Prompt:
Take every line from the entries below that includes the word "TrackerViewModel" and copy it.

(Beginning of Extracted material)

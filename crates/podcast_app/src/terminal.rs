use std::io::{self, Write};

use podcast_core::{Phase, ResultHandoff, TrackerViewModel};
use podcast_engine::TrackerSink;

const BAR_WIDTH: usize = 30;

/// Single-line progress display, redrawn in place with `\r`.
pub(crate) struct TerminalSink<W: Write> {
    out: W,
    last_line: String,
    last_notice: Option<String>,
    line_open: bool,
    outcome_reported: bool,
}

impl TerminalSink<io::Stderr> {
    pub fn stderr() -> Self {
        Self::new(io::stderr())
    }
}

impl<W: Write> TerminalSink<W> {
    pub fn new(out: W) -> Self {
        Self {
            out,
            last_line: String::new(),
            last_notice: None,
            line_open: false,
            outcome_reported: false,
        }
    }

    #[cfg(test)]
    fn into_inner(self) -> W {
        self.out
    }

    fn finish_line(&mut self) {
        if self.line_open {
            let _ = writeln!(self.out);
            self.line_open = false;
        }
    }
}

impl<W: Write> TrackerSink for TerminalSink<W> {
    fn render(&mut self, view: &TrackerViewModel) {
        if view.notice != self.last_notice {
            if let Some(notice) = &view.notice {
                self.finish_line();
                let _ = writeln!(self.out, "{notice}");
            }
            self.last_notice = view.notice.clone();
        }
        if !view.phase.is_terminal() {
            self.outcome_reported = false;
        }
        if view.phase == Phase::Idle {
            self.finish_line();
            self.last_line.clear();
            return;
        }

        let line = render_line(view);
        if line != self.last_line {
            let _ = write!(self.out, "\r{line:<80}");
            let _ = self.out.flush();
            self.line_open = true;
            self.last_line = line;
        }
        if view.phase.is_terminal() && !view.animating && !self.outcome_reported {
            self.outcome_reported = true;
            self.finish_line();
            if let Some(error) = &view.error {
                let _ = writeln!(self.out, "Failed: {error}");
            }
        }
    }

    fn handoff(&mut self, result: &ResultHandoff) {
        self.finish_line();
        let _ = writeln!(self.out, "Podcast ready: {}", result.playback_url());
    }
}

pub(crate) fn render_line(view: &TrackerViewModel) -> String {
    let filled = usize::from(view.percent.min(100)) * BAR_WIDTH / 100;
    format!(
        "[{}{}] {:>3}%  {}",
        "#".repeat(filled),
        "-".repeat(BAR_WIDTH - filled),
        view.percent,
        view.status_message
    )
}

(End of Extracted material)

Answer space:
use podcast_core::{Phase, ResultHandoff, TrackerViewModel};
    fn render(&mut self, view: &TrackerViewModel) {
pub(crate) fn render_line(view: &TrackerViewModel) -> String {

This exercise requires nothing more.